% Generated by roxygen2: do not edit by hand
% Please edit documentation in R/cqcheck.R
\name{cqcheck}
\alias{cqcheck}
\title{Visually checking a fitted quantile model}
\usage{
cqcheck(obj, v, X = NULL, y = NULL, nbin = c(10, 10), bound = NULL,
  lev = 0.05, scatter = FALSE, ...)
}
\arguments{
\item{obj}{the output of a \code{qgam} call.}

\item{v}{if a 1D plot is required, \code{v} should be either a single character or a numeric vector. In the first case
\code{v} should be the names of one of the variables in the dataframe \code{X}. In the second case, the length
of \code{v} should be equal to the number of rows of \code{X}. If a 2D plot is required, \code{v} should be 
either a vector of two characters or a matrix with two columns.}

\item{X}{a dataframe containing the data used to obtain the conditional quantiles. By default it is NULL, in which
case predictions are made using the model matrix in \code{obj$model}.}

\item{y}{vector of responses. Its i-th entry corresponds to the i-th row of X.  By default it is NULL, in which
case it is internally set to \code{obj$y}.}

\item{nbin}{a vector of integers of length one (1D case) or two (2D case) indicating the number of bins to be used
in each direction. Used only if \code{bound==NULL}.}

\item{bound}{in the 1D case it is a numeric vector whose increasing entries represent the bounds of each bin.
In the 2D case a list of two vectors should be provided. \code{NULL} by default.}

\item{lev}{the significance levels used in the plots, this determines the width of the confidence 
intervals. Default is 0.05.}

\item{scatter}{if TRUE a scatterplot is added (using the \code{points} function). FALSE by default.}

\item{...}{extra graphical parameters to be passed to \code{plot()}.}
}
\value{
Simply produces a plot.
}
\description{
Given an additive quantile model, fitted using \code{qgam}, \code{cqcheck} provides some plots
             that allow to check what proportion of responses, \code{y}, falls below the fitted quantile.
}
\details{
Having fitted an additive model for, say, quantile \code{qu=0.4} one would expect that about 40% of the 
         responses fall below the fitted quantile.
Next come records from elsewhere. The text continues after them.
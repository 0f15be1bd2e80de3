//! quest-lint: load and cross-check quest content before it ships.

use std::path::PathBuf;
use std::process::ExitCode;

use tracing::{error, info, warn};
use tracing_subscriber::EnvFilter;

use quest_core::quest::QuestRegistry;
use quest_core::{DefinitionError, NpcDirectory, QuestConfig};

// ============================================================================
// Main
// ============================================================================

fn main() -> ExitCode {
    // Initialize logging
    tracing_subscriber::fmt()
        .with_env_filter(
            EnvFilter::try_from_default_env()
                .unwrap_or_else(|_| EnvFilter::new("quest_core=info,quest_lint=info")),
        )
        .init();

    let config_path = std::env::var_os("QUEST_CONFIG")
        .map(PathBuf::from)
        .unwrap_or_else(|| PathBuf::from("quests.toml"));

    let config = match QuestConfig::load(&config_path) {
        Ok(config) => config,
        Err(e) => {
            error!("{}", e);
            return ExitCode::FAILURE;
        }
    };

    match lint(&config) {
        Ok(()) => ExitCode::SUCCESS,
        Err(e) => {
            error!("Quest data is invalid: {}", e);
            ExitCode::FAILURE
        }
    }
}

fn lint(config: &QuestConfig) -> Result<(), DefinitionError> {
    let mut npcs = NpcDirectory::new();
    npcs.load_from_directory(&config.data_dir)?;

    let mut registry = QuestRegistry::new();
    registry.load_from_directory(&config.data_dir)?;
    registry.validate(&npcs)?;
    registry.populate_offers(&mut npcs);

    let mut givers: Vec<_> = npcs.all().collect();
    givers.sort_by(|a, b| a.id.cmp(&b.id));
    for giver in givers {
        if !giver.has_quest_activity() {
            warn!("Giver '{}' offers no quests", giver.id);
            continue;
        }
        let offers: Vec<&str> = giver.offers().iter().map(|q| q.id.as_str()).collect();
        info!("{} ({}): {}", giver.display_name, giver.id, offers.join(", "));
    }

    let mut quest_ids: Vec<&String> = registry.ids().collect();
    quest_ids.sort();
    for quest_id in quest_ids {
        let Some(quest) = registry.get(quest_id) else {
            continue;
        };
        if quest.completion_giver() != quest.giver_id {
            info!("'{}' is turned in at '{}'", quest.id, quest.completion_giver());
        }
        for dependent in registry.dependents(quest_id) {
            let marker = if dependent.auto_complete { " (auto)" } else { "" };
            info!("Chain: {} -> {}{}", quest_id, dependent.id, marker);
        }
    }

    let longest = registry.longest_chain();
    if longest > config.max_chain_depth {
        warn!(
            "Longest quest chain ({}) exceeds max_chain_depth ({})",
            longest, config.max_chain_depth
        );
    }

    info!(
        "{} quests across {} givers OK, longest chain {}",
        registry.len(),
        npcs.len(),
        longest
    );
    Ok(())
}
This function allows to visually compare the empirical number
         of responses (\code{qu_hat}) falling below the fit with its theoretical value (\code{qu}). In particular, 
         the responses are binned, which the bins being constructed along one or two variables (given be arguments
         \code{v}). Let (\code{qu_hat[i]}) be the proportion of responses below the fitted quantile in the ith bin.
         This should be approximately equal to \code{qu}, for every i. In the 1D case, when \code{v} is a single
         character or a numeric vector, \code{cqcheck} provides a plot where: the horizontal line is \code{qu}, 
         the dots correspond to \code{qu_hat[i]} and the grey lines are confidence intervals for \code{qu}. The
         confidence intervals are based on \code{qbinom(lev/2, siz, qu)}, if the dots fall outside them, then 
         \code{qu_hat[i]} might be deviating too much from \code{qu}. In the 2D case, when \code{v} is a vector of two
         characters or a matrix with two columns, we plot a grid of bins. The responses are divided between the bins
         as before, but now don't plot the confidence intervals. Instead we report the empirical proportions \code{qu_hat[i]}
         for the non-empty bin, and with colour the bins in red if \code{qu_hat[i]<qu} and in green otherwise. If       
         \code{qu_hat[i]} falls outside the confidence intervals we put an * next to the numeric \code{qu_hat[i]} and
         we use more intense colours.
}
\examples{
#######
# Bivariate additive model y~1+x+x^2+z+x*z/2+e, e~N(0, 1)
#######
\dontrun{
library(qgam)
set.seed(15560)
n <- 500
x <- rnorm(n, 0, 1); z <- rnorm(n)
X <- cbind(1, x, x^2, z, x*z)
beta <- c(0, 1, 1, 1, 0.5)
y <- drop(X \%*\% beta) + rnorm(n) 
dataf <- data.frame(cbind(y, x, z))
names(dataf) <- c("y", "x", "z")

#### Fit a constant model for median
qu <- 0.5
fit <- qgam(y~1, qu = qu, data = dataf)

# Look at what happens along x: clearly there is non linear pattern here
cqcheck(obj = fit, v = c("x"), X = dataf, y = y) 

#### Add a smooth for x
fit <- qgam(y~s(x), qu = qu, err = 0.05, data = dataf)
cqcheck(obj = fit, v = c("x"), X = dataf, y = y) # Better!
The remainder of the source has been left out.